Government’s Chevron Defenses Ignore Its ‘Constitutional Flaws’: Petitioners
Even in “hard cases,” courts must exercise independent judgment and determine the “original public meaning” of federal statutes “based on their best understanding of statutory text, structure, history, purpose, and precedent,” but Chevron “flouts these principles,” said the petitioners’ U.S. Supreme Court reply brief Friday (docket 22-1219) in Relentless v. Commerce Department in support of overruling Chevron.
Friday’s brief was the last filing scheduled before SCOTUS holds oral argument Jan. 17 on Relentless and Loper Bright Enterprises v. Raimondo's “tandem” petitions (docket 22-451) to overrule Chevron (see 2311200008). Interest has been extremely high in the two petitions, which since December 2022 collectively have drawn 88 amicus briefs, for and against getting rid of Chevron.
Requiring courts to apply whatever “inferior-but-tenable construction” an agency has most recently selected on “pure policy grounds,” as Chevron does, violates Article III, the Administrative Procedure Act (APA) and the Fifth Amendment, said the Relentless reply brief. The government “barely grapples with these problems,” and its various efforts to defend Chevron’s departure from ordinary interpretive principles are “unpersuasive,” it said.
The government’s delegation theory “conflates interpretation and policymaking and involves no actual (or permissible) delegation,” said the brief. Its historical theory also fails because Chevron “marks an abrupt departure from longstanding practice,” it said. Its “misplaced” policy arguments can’t overcome Chevron’s “constitutional flaws,” it said. Its case for stare decisis (to stand by things decided) “ignores Chevron’s threat to the rule-of-law values that stare decisis aims to protect,” it said.
The government’s defense can’t “reconcile” Chevron with Article III, said the brief. Article III “requires judges to exercise independent judgment when interpreting federal statutes,” it said. The government doesn’t directly challenge that proposition, it said. It nonetheless insists that Chevron “properly compels judicial deference to agency interpretations that -- by the court’s lights -- do not best reflect the original public meaning of the law,” it said.
The government’s delegation theory is also “an unconstitutional fiction,” said the brief. Its argument is that judges applying Chevron fulfill their Article III duty to “‘say what the law is’” because the law itself delegates to agencies the power to resolve statutory ambiguities, it said. But that delegation theory “rests on a fictional account of congressional intent and an impermissible transfer of core Article III responsibility,” it said.
The government also leans on policy arguments “about agency expertise and centralization,” said the brief. But those arguments are unpersuasive and can’t overcome Chevron’s “constitutional deficiencies,” it said. Chevron concerns the resolution of interpretative ambiguities in statutory text, and Article III courts, not agencies, “have the most relevant expertise in the craft of legal interpretation,” it said: “The government ignores this point.”

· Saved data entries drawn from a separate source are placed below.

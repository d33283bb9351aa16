//! Progress indicators with CI fallback

use super::context::UiContext;
use console::style;
use indicatif::{ProgressBar, ProgressStyle};
use std::time::Duration;

/// A task spinner with CI fallback
pub struct TaskSpinner {
    spinner: Option<ProgressBar>,
    interactive: bool,
}

impl TaskSpinner {
    pub fn new(ctx: &UiContext) -> Self {
        Self {
            spinner: None,
            interactive: ctx.use_fancy_output(),
        }
    }

    /// Start the spinner with a message
    pub fn start(&mut self, message: &str) {
        if self.interactive {
            let spinner = ProgressBar::new_spinner();
            if let Ok(spinner_style) = ProgressStyle::default_spinner()
                .template("{spinner:.cyan} {msg}  {elapsed:.dim}")
            {
                spinner.set_style(spinner_style.tick_chars("⠋⠙⠹⠸⠼⠴⠦⠧⠇⠏ "));
            }
            spinner.set_message(message.to_string());
            spinner.enable_steady_tick(Duration::from_millis(120));
            self.spinner = Some(spinner);
        } else {
            eprintln!("{} {}", style("...").dim(), message);
        }
    }

    /// Stop with success message
    pub fn stop(&mut self, message: &str) {
        self.finish();
        if self.interactive {
            eprintln!("{} {}", style("✓").green(), message);
        } else {
            eprintln!("{} {}", style("[OK]").green(), message);
        }
    }

    /// Stop with error message
    pub fn stop_error(&mut self, message: &str) {
        self.finish();
        if self.interactive {
            eprintln!("{} {}", style("✗").red(), message);
        } else {
            eprintln!("{} {}", style("[FAIL]").red(), message);
        }
    }

    fn finish(&mut self) {
        if let Some(spinner) = self.spinner.take() {
            spinner.finish_and_clear();
        }
    }
}
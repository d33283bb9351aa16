//! Incremental build cache
//!
//! Decides whether a bundle must be rebuilt and makes sure concurrent
//! requests for the same output share a single build.
//!
//! # Decision Matrix
//!
//! | Output | Record | Action |
//! |--------|--------|--------|
//! | yes | yes | Wait on record, compare mtimes; supersede if stale |
//! | no | no | Claim, rebuild |
//! | yes | no | Claim, bundle to learn deps, compare mtimes |
//! | no | pending | Wait on the build in flight |
//! | no | settled | Output was deleted; supersede, rebuild |
//!
//! # Record States
//!
//! | State | Description |
//! |-------|-------------|
//! | Pending | A claimed build is running, waiters block on it |
//! | Resolved | Holds the dependency set of the last good build |
//! | Rejected | Failed or expired; the next request rebuilds |

pub mod decision;
pub mod freshness;
pub mod ledger;

pub use decision::{Decision, DecisionEngine, RebuildMode};
pub use freshness::is_fresh;
pub use ledger::{BuildClaim, BuildRecord, BuildRejection, BuildStatus, DependencySet, Ledger, Slot};
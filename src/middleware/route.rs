//! Mapping request URLs to entry and output paths

use crate::build::BuildTarget;
use crate::bundler::OutputOptions;
use crate::middleware::MiddlewareOptions;
use std::path::{Component, Path, PathBuf};
use tracing::debug;

const HANDLED_METHODS: [&str; 2] = ["GET", "HEAD"];

/// An incoming request, reduced to what routing needs
#[derive(Debug, Clone, PartialEq, Eq)]
pub struct Request {
    pub method: String,
    /// Request target as sent, query string included
    pub path: String,
}

impl Request {
    pub fn new(method: impl Into<String>, path: impl Into<String>) -> Self {
        Self {
            method: method.into(),
            path: path.into(),
        }
    }

    pub fn get(path: impl Into<String>) -> Self {
        Self::new("GET", path)
    }
}

/// Resolve the build target for `request`, or `None` when the request is
/// not a bundle request
pub fn resolve(options: &MiddlewareOptions, output: &OutputOptions, request: &Request) -> Option<BuildTarget> {
    if !HANDLED_METHODS.contains(&request.method.to_ascii_uppercase().as_str()) {
        debug!(target: "rollcache::serve", "Ignoring {} request", request.method);
        return None;
    }

    let pathname = request.path.split(['?', '#']).next().unwrap_or_default();
    if !pathname.ends_with(".js") {
        return None;
    }

    let pathname = match options.prefix.as_deref() {
        Some(prefix) if !prefix.is_empty() => pathname.strip_prefix(prefix).unwrap_or(pathname),
        _ => pathname,
    };

    let relative = relative_path(pathname)?;
    let relative = strip_dir(&relative, &options.dest);

    let name = relative.to_string_lossy();
    let stem = name.strip_suffix(".js")?;
    let entry_name = format!("{}{}", stem, options.bundle_extension);

    Some(BuildTarget {
        entry: options.root.join(&options.src).join(entry_name),
        dest: options.root.join(&options.dest).join(&relative),
        output: output.clone(),
    })
}

/// Turn a URL path into a relative filesystem path, refusing to leave root
fn relative_path(pathname: &str) -> Option<PathBuf> {
    let mut relative = PathBuf::new();
    for component in Path::new(pathname).components() {
        match component {
            Component::Normal(part) => relative.push(part),
            Component::RootDir | Component::CurDir => {}
            Component::ParentDir | Component::Prefix(_) => {
                debug!(target: "rollcache::serve", "Refusing path {}", pathname);
                return None;
            }
        }
    }
    (!relative.as_os_str().is_empty()).then_some(relative)
}

/// Drop a leading `dir` from `path` when `path` lives under it
fn strip_dir(path: &Path, dir: &Path) -> PathBuf {
    let dir: PathBuf = dir
        .components()
        .filter(|c| matches!(c, Component::Normal(_)))
        .collect();
    if dir.as_os_str().is_empty() {
        return path.to_path_buf();
    }
    match path.strip_prefix(&dir) {
        Ok(rest) if !rest.as_os_str().is_empty() => rest.to_path_buf(),
        _ => path.to_path_buf(),
    }
}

The government also overlooks that courts “are fully capable of assimilating agency expertise when it properly bears on statutory interpretation,” said the brief. The government implies that Chevron is necessary to let agencies “develop and execute regulatory policies in the national interest,” it said. But at least half the states “do just fine without state-law Chevron analogs,” it said.
The government’s APA arguments for preserving Chevron also fail, said the brief. Five justices “have already recognized that the APA reinforces the judiciary’s Article III duty to exercise independent judgment when determining the meaning of federal law," it said. But Chevron ignored the APA, and the government’s response “disregards its plain meaning and history,” it said.
The government also fails to reconcile Chevron “with the Fifth Amendment’s guarantee of due process of law,” said the brief. The government denies any due process problem “because judges applying Chevron do not manifest personal bias,” it said. But that merely addresses the due process test for judicial disqualification, it said.
The government says nothing about the broader due process guarantee of “fundamentally fair proceedings,” said the brief. Chevron’s bias is “systemic,” and it potentially affects “any case involving a federal agency,” it said. That’s “even worse than personal bias,” it said. The government insists that Chevron doesn’t make agencies the judges in their own cases, it said.
But if so, that’s “in name only,” it said: “Chevron turns the judge into the agency’s mouthpiece, forcing the judge to embrace whatever inferior-but-tenable interpretation the agency selects.”